Only lines with the string "LayerEntry" should be returned from the data below.

Entries taken from a collection

━━━━━━

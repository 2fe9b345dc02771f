use std::fmt;
use std::fmt::{Display, Formatter};

/// Log severity, ordered from least to most severe.
#[derive(Debug, Clone, Copy, PartialEq, Eq, PartialOrd, Ord)]
pub enum LogSeverity {
    Debug,
    Info,
    Warning,
    Error,
    Fatal,
}

impl LogSeverity {
    /// Whether messages of this severity belong on stderr.
    pub fn is_diagnostic(self) -> bool {
        self >= LogSeverity::Warning
    }
}

/// Display impl for LogSeverity
impl Display for LogSeverity {
    fn fmt(&self, f: &mut Formatter<'_>) -> fmt::Result {
        match self {
            LogSeverity::Debug => write!(f, "DEBUG"),
            LogSeverity::Info => write!(f, "INFO"),
            LogSeverity::Warning => write!(f, "WARNING"),
            LogSeverity::Error => write!(f, "ERROR"),
            LogSeverity::Fatal => write!(f, "FATAL"),
        }
    }
}
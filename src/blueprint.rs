use indexmap::IndexMap;
use serde::Deserialize;
use serde_json::Value;
use std::fs;
use std::path::Path;
use strata_common::{BlockPos, Result, StrataError};
use strata_nbt::{Compound, Tag, TagKind, TagList};
use strata_structure::legend::parse_color;
use strata_structure::{place_layer, Attributes, BlockSpec, Legend, PaletteBuilder, PixelGrid};

/// JSON description of a structure: single blocks, filled boxes and
/// colour-mapped layers, applied in that order.
#[derive(Debug, Clone, Default, Deserialize)]
#[serde(default, deny_unknown_fields)]
pub struct Blueprint {
    pub blocks: Vec<BlockEntry>,
    pub fills: Vec<FillEntry>,
    pub layers: Vec<LayerEntry>,
    /// Overrides the built-in legend for `layers`.
    pub legend: Option<IndexMap<String, BlockSpec>>,
}

#[derive(Debug, Clone, Deserialize)]
#[serde(deny_unknown_fields)]
pub struct BlockEntry {
    pub pos: BlockPos,
    pub name: String,
    #[serde(default)]
    pub properties: Attributes,
    /// Extra per-block data, converted with [`json_to_tag`].
    #[serde(default)]
    pub nbt: Option<Value>,
}

#[derive(Debug, Clone, Deserialize)]
#[serde(deny_unknown_fields)]
pub struct FillEntry {
    pub from: BlockPos,
    pub to: BlockPos,
    pub name: String,
    #[serde(default)]
    pub properties: Attributes,
}

#[derive(Debug, Clone, Deserialize)]
#[serde(deny_unknown_fields)]
pub struct LayerEntry {
    pub y: i64,
    pub width: usize,
    /// Row-major `#rrggbb[aa]` colours.
    pub pixels: Vec<String>,
    #[serde(default = "default_skip_transparent")]
    pub skip_transparent: bool,
}

fn default_skip_transparent() -> bool {
    true
}

impl LayerEntry {
    pub fn to_grid(&self) -> Result<PixelGrid> {
        if self.width == 0 || self.pixels.len() % self.width != 0 {
            return Err(StrataError::ConfigError(format!(
                "Layer at y={} has {} pixels, not a multiple of width {}",
                self.y,
                self.pixels.len(),
                self.width
            )));
        }
        let pixels = self
            .pixels
            .iter()
            .map(|p| parse_color(p))
            .collect::<Result<Vec<_>>>()?;
        PixelGrid::new(self.width, pixels.len() / self.width, pixels)
    }
}

impl Blueprint {
    pub fn from_json_str(json: &str) -> Result<Self> {
        Ok(serde_json::from_str(json)?)
    }

    pub fn load(path: impl AsRef<Path>) -> Result<Self> {
        Self::from_json_str(&fs::read_to_string(path)?)
    }

    pub fn legend(&self) -> Result<Legend> {
        match &self.legend {
            Some(specs) => Legend::from_specs(specs.clone()),
            None => Ok(Legend::default()),
        }
    }

    /// Feeds every entry into `builder`, returning the number of placements.
    pub fn apply(&self, builder: &mut PaletteBuilder) -> Result<usize> {
        let mut placed = 0;

        for block in &self.blocks {
            let extra = block.nbt.as_ref().map(json_to_tag).transpose()?;
            builder.add_placement(block.pos, &block.name, Some(&block.properties), extra)?;
            placed += 1;
        }

        for fill in &self.fills {
            placed += builder.fill(fill.from, fill.to, &fill.name, Some(&fill.properties))?;
        }

        if !self.layers.is_empty() {
            let legend = self.legend()?;
            for layer in &self.layers {
                let grid = layer.to_grid()?;
                placed += place_layer(builder, &grid, &legend, layer.y, layer.skip_transparent)?;
            }
        }

        Ok(placed)
    }
}

/// Converts JSON into a tag: integers become Int, strings String, arrays List
/// and objects Compound. Arrays must be homogeneous; an empty array becomes an
/// empty list of kind End.
pub fn json_to_tag(value: &Value) -> Result<Tag> {
    match value {
        Value::Number(n) => n
            .as_i64()
            .and_then(|n| i32::try_from(n).ok())
            .map(Tag::Int)
            .ok_or_else(|| StrataError::ConfigError(format!("Not a 32-bit integer: {}", n))),
        Value::String(s) => Ok(Tag::String(s.clone())),
        Value::Array(items) => {
            let tags = items.iter().map(json_to_tag).collect::<Result<Vec<_>>>()?;
            let kind = tags.first().map(Tag::kind).unwrap_or(TagKind::End);
            Ok(Tag::List(TagList::from_tags(kind, tags)?))
        }
        Value::Object(map) => {
            let mut compound = Compound::new();
            for (key, value) in map {
                compound.insert(key.clone(), json_to_tag(value)?);
            }
            Ok(Tag::Compound(compound))
        }
        Value::Bool(_) | Value::Null => Err(StrataError::ConfigError(format!(
            "No tag kind for JSON value {}",
            value
        ))),
    }
}

#[cfg(test)]
mod tests {
    use super::*;
    use assert_matches::assert_matches;
    use serde_json::json;
    use strata_common::Extent;

    #[test]
    fn test_json_to_tag() {
        assert_eq!(json_to_tag(&json!(5)).unwrap(), Tag::Int(5));
        assert_eq!(json_to_tag(&json!("a")).unwrap(), Tag::from("a"));
        assert_eq!(
            json_to_tag(&json!([1, 2])).unwrap(),
            Tag::List(TagList::of_ints([1, 2]))
        );
        assert_eq!(
            json_to_tag(&json!([])).unwrap(),
            Tag::List(TagList::new(TagKind::End))
        );

        let tag = json_to_tag(&json!({"Text": "hi", "Lines": ["a", "b"]})).unwrap();
        let compound = tag.as_compound().unwrap();
        assert_eq!(compound["Text"].as_string(), Some("hi"));
        assert_eq!(compound["Lines"].as_list().unwrap().kind(), TagKind::String);
    }

    #[test]
    fn test_json_to_tag_errors() {
        assert_matches!(
            json_to_tag(&json!([1, "two"])),
            Err(StrataError::HeterogeneousList {
                expected: 3,
                found: 8
            })
        );
        assert_matches!(json_to_tag(&json!(1.5)), Err(StrataError::ConfigError(_)));
        assert_matches!(
            json_to_tag(&json!(i64::from(i32::MAX) + 1)),
            Err(StrataError::ConfigError(_))
        );
        assert_matches!(json_to_tag(&json!(true)), Err(StrataError::ConfigError(_)));
    }

    #[test]
    fn test_apply_all_sections() {
        let blueprint = Blueprint::from_json_str(
            r##"{
                "blocks": [
                    {"pos": [0, 0, 0], "name": "minecraft:stone"},
                    {"pos": [0, 1, 0], "name": "minecraft:oak_sign", "nbt": {"Text1": "1:1"}}
                ],
                "fills": [
                    {"from": [1, 0, 0], "to": [2, 0, 1], "name": "minecraft:orange_wool"}
                ],
                "layers": [
                    {"y": 2, "width": 2, "pixels": ["#ff0000", "#00000000", "#ffffff", "#000000"]}
                ]
            }"##,
        )
        .unwrap();

        let mut builder = PaletteBuilder::default();
        assert_eq!(blueprint.apply(&mut builder).unwrap(), 2 + 4 + 2);
        assert!(builder.placements()[1].extra.is_some());

        let labels: Vec<&str> = builder.palette().iter().map(|e| e.label.as_str()).collect();
        assert_eq!(
            labels,
            vec![
                "minecraft:stone",
                "minecraft:oak_sign",
                "minecraft:orange_wool",
                "minecraft:redstone_wire",
            ]
        );
        assert_eq!(builder.finalize().size, Extent::new(3, 3, 2));
    }

    #[test]
    fn test_custom_legend() {
        let blueprint = Blueprint::from_json_str(
            r##"{
                "legend": {"#ffffff": {"name": "minecraft:quartz_block"}},
                "layers": [{"y": 0, "width": 1, "pixels": ["#ffffff", "#ff0000"]}]
            }"##,
        )
        .unwrap();
        let mut builder = PaletteBuilder::default();
        assert_eq!(blueprint.apply(&mut builder).unwrap(), 1);
        assert_eq!(builder.palette().get(0).unwrap().label, "minecraft:quartz_block");
    }

    #[test]
    fn test_ragged_layer() {
        let layer = LayerEntry {
            y: 0,
            width: 2,
            pixels: vec!["#ffffff".to_string(); 3],
            skip_transparent: true,
        };
        assert_matches!(layer.to_grid(), Err(StrataError::ConfigError(_)));
    }

    #[test]
    fn test_unknown_section() {
        assert_matches!(
            Blueprint::from_json_str(r#"{"entities": []}"#),
            Err(StrataError::ConfigError(_))
        );
    }
}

━━━━━━

§ **TASK OUTPUT**
    pub layers: Vec<LayerEntry>,
pub struct LayerEntry {
impl LayerEntry {
        let layer = LayerEntry {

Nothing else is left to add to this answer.